◆ EXERCISE
Please reproduce the data in its entirety, word for word.

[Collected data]

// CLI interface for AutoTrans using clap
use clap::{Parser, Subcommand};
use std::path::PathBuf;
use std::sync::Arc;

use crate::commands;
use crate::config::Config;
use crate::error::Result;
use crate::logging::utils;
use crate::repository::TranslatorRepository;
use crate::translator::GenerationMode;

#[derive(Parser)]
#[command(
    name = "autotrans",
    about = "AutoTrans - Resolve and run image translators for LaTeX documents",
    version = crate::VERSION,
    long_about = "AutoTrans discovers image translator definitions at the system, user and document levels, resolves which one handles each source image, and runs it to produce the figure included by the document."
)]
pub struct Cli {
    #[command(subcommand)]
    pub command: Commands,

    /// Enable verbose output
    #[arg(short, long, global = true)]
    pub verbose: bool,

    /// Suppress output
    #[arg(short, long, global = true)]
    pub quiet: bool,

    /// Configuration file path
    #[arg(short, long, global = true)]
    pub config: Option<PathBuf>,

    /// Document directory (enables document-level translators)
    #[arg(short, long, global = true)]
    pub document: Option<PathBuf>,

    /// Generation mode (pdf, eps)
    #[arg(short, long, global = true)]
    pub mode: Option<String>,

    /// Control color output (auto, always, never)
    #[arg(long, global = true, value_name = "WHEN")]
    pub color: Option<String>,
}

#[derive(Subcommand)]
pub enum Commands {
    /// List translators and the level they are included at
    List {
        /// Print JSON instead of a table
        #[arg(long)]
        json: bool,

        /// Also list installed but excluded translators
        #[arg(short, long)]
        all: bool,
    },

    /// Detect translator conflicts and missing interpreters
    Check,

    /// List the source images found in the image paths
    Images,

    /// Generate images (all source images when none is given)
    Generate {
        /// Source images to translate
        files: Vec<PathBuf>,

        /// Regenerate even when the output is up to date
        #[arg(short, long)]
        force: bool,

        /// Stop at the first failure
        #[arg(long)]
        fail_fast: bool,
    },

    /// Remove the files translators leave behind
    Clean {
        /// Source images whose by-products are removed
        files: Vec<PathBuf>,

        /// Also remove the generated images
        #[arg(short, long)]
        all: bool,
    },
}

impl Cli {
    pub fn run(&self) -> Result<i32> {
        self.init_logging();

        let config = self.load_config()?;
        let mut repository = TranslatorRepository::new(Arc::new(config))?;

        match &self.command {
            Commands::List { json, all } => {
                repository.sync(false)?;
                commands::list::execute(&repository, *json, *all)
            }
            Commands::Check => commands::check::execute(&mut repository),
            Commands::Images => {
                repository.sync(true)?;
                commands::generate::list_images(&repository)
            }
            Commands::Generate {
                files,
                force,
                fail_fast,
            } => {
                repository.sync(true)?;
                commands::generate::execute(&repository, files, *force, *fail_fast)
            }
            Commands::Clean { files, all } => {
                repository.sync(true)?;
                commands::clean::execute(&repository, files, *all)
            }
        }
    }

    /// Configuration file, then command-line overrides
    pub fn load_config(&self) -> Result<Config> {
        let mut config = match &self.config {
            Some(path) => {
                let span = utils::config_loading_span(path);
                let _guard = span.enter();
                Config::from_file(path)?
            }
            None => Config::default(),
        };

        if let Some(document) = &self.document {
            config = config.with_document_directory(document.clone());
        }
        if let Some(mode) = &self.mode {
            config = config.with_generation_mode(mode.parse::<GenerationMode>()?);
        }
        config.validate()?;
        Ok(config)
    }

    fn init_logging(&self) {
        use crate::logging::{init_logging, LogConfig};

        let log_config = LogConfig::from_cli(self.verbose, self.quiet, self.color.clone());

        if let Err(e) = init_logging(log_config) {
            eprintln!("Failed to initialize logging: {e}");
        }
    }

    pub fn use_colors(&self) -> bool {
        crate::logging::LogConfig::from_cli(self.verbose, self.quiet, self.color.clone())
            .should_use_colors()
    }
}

◆ RESPONSE BELOW
// CLI interface for AutoTrans using clap
use clap::{Parser, Subcommand};
use std::path::PathBuf;
use std::sync::Arc;

use crate::commands;
use crate::config::Config;
use crate::error::Result;
use crate::logging::utils;
use crate::repository::TranslatorRepository;
use crate::translator::GenerationMode;

#[derive(Parser)]
#[command(
    name = "autotrans",
    about = "AutoTrans - Resolve and run image translators for LaTeX documents",
    version = crate::VERSION,
    long_about = "AutoTrans discovers image translator definitions at the system, user and document levels, resolves which one handles each source image, and runs it to produce the figure included by the document."
)]
pub struct Cli {
    #[command(subcommand)]
    pub command: Commands,

    /// Enable verbose output
    #[arg(short, long, global = true)]
    pub verbose: bool,

    /// Suppress output
    #[arg(short, long, global = true)]
    pub quiet: bool,

    /// Configuration file path
    #[arg(short, long, global = true)]
    pub config: Option<PathBuf>,

    /// Document directory (enables document-level translators)
    #[arg(short, long, global = true)]
    pub document: Option<PathBuf>,

    /// Generation mode (pdf, eps)
    #[arg(short, long, global = true)]
    pub mode: Option<String>,

    /// Control color output (auto, always, never)
    #[arg(long, global = true, value_name = "WHEN")]
    pub color: Option<String>,
}

#[derive(Subcommand)]
pub enum Commands {
    /// List translators and the level they are included at
    List {
        /// Print JSON instead of a table
        #[arg(long)]
        json: bool,

        /// Also list installed but excluded translators
        #[arg(short, long)]
        all: bool,
    },

    /// Detect translator conflicts and missing interpreters
    Check,

    /// List the source images found in the image paths
    Images,

    /// Generate images (all source images when none is given)
    Generate {
        /// Source images to translate
        files: Vec<PathBuf>,

        /// Regenerate even when the output is up to date
        #[arg(short, long)]
        force: bool,

        /// Stop at the first failure
        #[arg(long)]
        fail_fast: bool,
    },

    /// Remove the files translators leave behind
    Clean {
        /// Source images whose by-products are removed
        files: Vec<PathBuf>,

        /// Also remove the generated images
        #[arg(short, long)]
        all: bool,
    },
}

impl Cli {
    pub fn run(&self) -> Result<i32> {
        self.init_logging();

        let config = self.load_config()?;
        let mut repository = TranslatorRepository::new(Arc::new(config))?;

        match &self.command {
            Commands::List { json, all } => {
                repository.sync(false)?;
                commands::list::execute(&repository, *json, *all)
            }
            Commands::Check => commands::check::execute(&mut repository),
            Commands::Images => {
                repository.sync(true)?;
                commands::generate::list_images(&repository)
            }
            Commands::Generate {
                files,
                force,
                fail_fast,
            } => {
                repository.sync(true)?;
                commands::generate::execute(&repository, files, *force, *fail_fast)
            }
            Commands::Clean { files, all } => {
                repository.sync(true)?;
                commands::clean::execute(&repository, files, *all)
            }
        }
    }

    /// Configuration file, then command-line overrides
    pub fn load_config(&self) -> Result<Config> {
        let mut config = match &self.config {
            Some(path) => {
                let span = utils::config_loading_span(path);
                let _guard = span.enter();
                Config::from_file(path)?
            }
            None => Config::default(),
        };

        if let Some(document) = &self.document {
            config = config.with_document_directory(document.clone());
        }
        if let Some(mode) = &self.mode {
            config = config.with_generation_mode(mode.parse::<GenerationMode>()?);
        }
        config.validate()?;
        Ok(config)
    }

    fn init_logging(&self) {
        use crate::logging::{init_logging, LogConfig};

        let log_config = LogConfig::from_cli(self.verbose, self.quiet, self.color.clone());

        if let Err(e) = init_logging(log_config) {
            eprintln!("Failed to initialize logging: {e}");
        }
    }

    pub fn use_colors(&self) -> bool {
        crate::logging::LogConfig::from_cli(self.verbose, self.quiet, self.color.clone())
            .should_use_colors()
    }
}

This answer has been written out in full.